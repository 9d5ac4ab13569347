//! On-disk constants and table-entry layouts for the `.res` container.

use crate::util::{cp1251, Error, Reader, Result, Writer};

/// Primary signature (Evil Islands, Etherlords).
pub const SIGNATURE_EI: u32 = 0x019C_E23C;

/// Alternate signature seen in the Etherlords 2 RU release.
pub const SIGNATURE_ETH2RU: u32 = 0x019C_E23D;

/// Size of the fixed file header:
/// `u32 signature, u32 entry_count, u32 table_offset, u32 names_size`.
pub const HEADER_SIZE: usize = 16;

/// Entry data is appended at offsets aligned to this many bytes.
pub const DATA_ALIGNMENT: u64 = 16;

/// Size of one table entry in the primary layout.
pub const TABLE_ENTRY_SIZE_EI: usize = 22;

/// Size of one table entry in the alternate layout.
pub const TABLE_ENTRY_SIZE_ETH2RU: usize = 18;

/// Check a 4-byte prefix for either archive signature.
#[inline]
pub const fn is_res_signature(signature: u32) -> bool {
    signature == SIGNATURE_EI || signature == SIGNATURE_ETH2RU
}

/// Table entry size for a given signature.
pub const fn table_entry_size(signature: u32) -> usize {
    if signature == SIGNATURE_ETH2RU {
        TABLE_ENTRY_SIZE_ETH2RU
    } else {
        TABLE_ENTRY_SIZE_EI
    }
}

/// One decoded slot of the on-disk hash table.
///
/// `next` is the chain pointer (slot index, -1 for end of chain) that
/// realizes bucket chaining without a separate bucket array.
#[derive(Debug, Clone, Copy, PartialEq, Eq)]
pub struct TableEntry {
    pub next: i32,
    pub size: u32,
    pub offset: u32,
    /// Seconds since the Unix epoch; absent in the alternate layout.
    pub mtime: Option<u32>,
    pub name_len: u16,
    pub name_offset: u32,
}

impl TableEntry {
    /// Decode one entry, branching on the archive signature.
    pub fn decode(reader: &mut Reader<'_>, signature: u32) -> Result<Self> {
        if signature == SIGNATURE_ETH2RU {
            let next = reader.read_i32()?;
            let size = reader.read_u32()?;
            let name_len = reader.read_u16()?;
            let offset = reader.read_u32()?;
            let name_offset = reader.read_u32()?;
            Ok(Self { next, size, offset, mtime: None, name_len, name_offset })
        } else {
            let next = reader.read_i32()?;
            let size = reader.read_u32()?;
            let offset = reader.read_u32()?;
            let mtime = reader.read_u32()?;
            let name_len = reader.read_u16()?;
            let name_offset = reader.read_u32()?;
            Ok(Self { next, size, offset, mtime: Some(mtime), name_len, name_offset })
        }
    }

    /// Encode in the primary layout. Rewritten tables always use it,
    /// whatever the signature of the archive being edited was.
    pub fn encode(&self, writer: &mut Writer) {
        writer.write_i32(self.next);
        writer.write_u32(self.size);
        writer.write_u32(self.offset);
        writer.write_u32(self.mtime.unwrap_or(0));
        writer.write_u16(self.name_len);
        writer.write_u32(self.name_offset);
    }
}

/// Hash of an entry name: byte sum of the ASCII-case-folded cp1251
/// encoding, wrapping mod 2^32. Must stay bit-identical to the engine's.
pub fn name_hash(name: &str) -> Result<u32> {
    let folded = lower_ascii(name);
    let bytes = cp1251::encode(&folded)?;
    Ok(bytes.iter().fold(0u32, |acc, &b| acc.wrapping_add(b as u32)))
}

/// Case-fold ASCII characters only; non-ASCII (Cyrillic) stay untouched.
pub fn lower_ascii(name: &str) -> String {
    name.chars()
        .map(|c| if c.is_ascii() { c.to_ascii_lowercase() } else { c })
        .collect()
}

/// Validate the fixed header, returning (signature, entry_count,
/// table_offset, names_size).
pub fn decode_header(bytes: &[u8]) -> Result<(u32, u32, u32, u32)> {
    let mut reader = Reader::new(bytes);
    let signature = reader
        .read_u32()
        .map_err(|_| Error::malformed("file header is truncated"))?;
    if !is_res_signature(signature) {
        return Err(Error::malformed(format!("invalid signature 0x{signature:08X}")));
    }
    let entry_count = reader.read_u32().map_err(|_| Error::malformed("file header is truncated"))?;
    let table_offset = reader.read_u32().map_err(|_| Error::malformed("file header is truncated"))?;
    let names_size = reader.read_u32().map_err(|_| Error::malformed("file header is truncated"))?;
    Ok((signature, entry_count, table_offset, names_size))
}

#[cfg(test)]
mod tests {
    use super::*;

    #[test]
    fn test_entry_sizes_match_layouts() {
        let entry = TableEntry {
            next: -1,
            size: 10,
            offset: 16,
            mtime: Some(0),
            name_len: 5,
            name_offset: 0,
        };
        let mut w = Writer::new();
        entry.encode(&mut w);
        assert_eq!(w.len(), TABLE_ENTRY_SIZE_EI);
    }

    #[test]
    fn test_entry_decode_both_layouts() {
        let entry = TableEntry {
            next: 3,
            size: 100,
            offset: 32,
            mtime: Some(1_650_000_000),
            name_len: 7,
            name_offset: 12,
        };
        let mut w = Writer::new();
        entry.encode(&mut w);
        let bytes = w.into_bytes();
        let decoded = TableEntry::decode(&mut Reader::new(&bytes), SIGNATURE_EI).unwrap();
        assert_eq!(decoded, entry);

        // alternate layout: next, size, name_len, offset, name_offset
        let mut w = Writer::new();
        w.write_i32(-1);
        w.write_u32(50);
        w.write_u16(4);
        w.write_u32(64);
        w.write_u32(8);
        let bytes = w.into_bytes();
        let decoded = TableEntry::decode(&mut Reader::new(&bytes), SIGNATURE_ETH2RU).unwrap();
        assert_eq!(decoded.next, -1);
        assert_eq!(decoded.size, 50);
        assert_eq!(decoded.name_len, 4);
        assert_eq!(decoded.offset, 64);
        assert_eq!(decoded.name_offset, 8);
        assert_eq!(decoded.mtime, None);
    }

    #[test]
    fn test_name_hash_case_folds() {
        assert_eq!(name_hash("A.fig").unwrap(), name_hash("a.fig").unwrap());
        // sum of b"a.fig"
        let expected: u32 = b"a.fig".iter().map(|&b| b as u32).sum();
        assert_eq!(name_hash("A.FIG").unwrap(), expected);
    }

    #[test]
    fn test_header_rejects_bad_signature() {
        let mut w = Writer::new();
        w.write_u32(0x1234_5678);
        w.write_u32(0);
        w.write_u32(16);
        w.write_u32(0);
        assert!(matches!(
            decode_header(&w.into_bytes()),
            Err(Error::MalformedArchive(_))
        ));
    }
}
+-------+
## Instructions for the task
An exact, complete copy of the lines above from the one with "w.write_u16(4);" through the one with "assert_eq!(decoded.offset, 64);" is the whole answer.

## Problem solution
        w.write_u16(4);
        w.write_u32(64);
        w.write_u32(8);
        let bytes = w.into_bytes();
        let decoded = TableEntry::decode(&mut Reader::new(&bytes), SIGNATURE_ETH2RU).unwrap();
        assert_eq!(decoded.next, -1);
        assert_eq!(decoded.size, 50);
        assert_eq!(decoded.name_len, 4);
        assert_eq!(decoded.offset, 64);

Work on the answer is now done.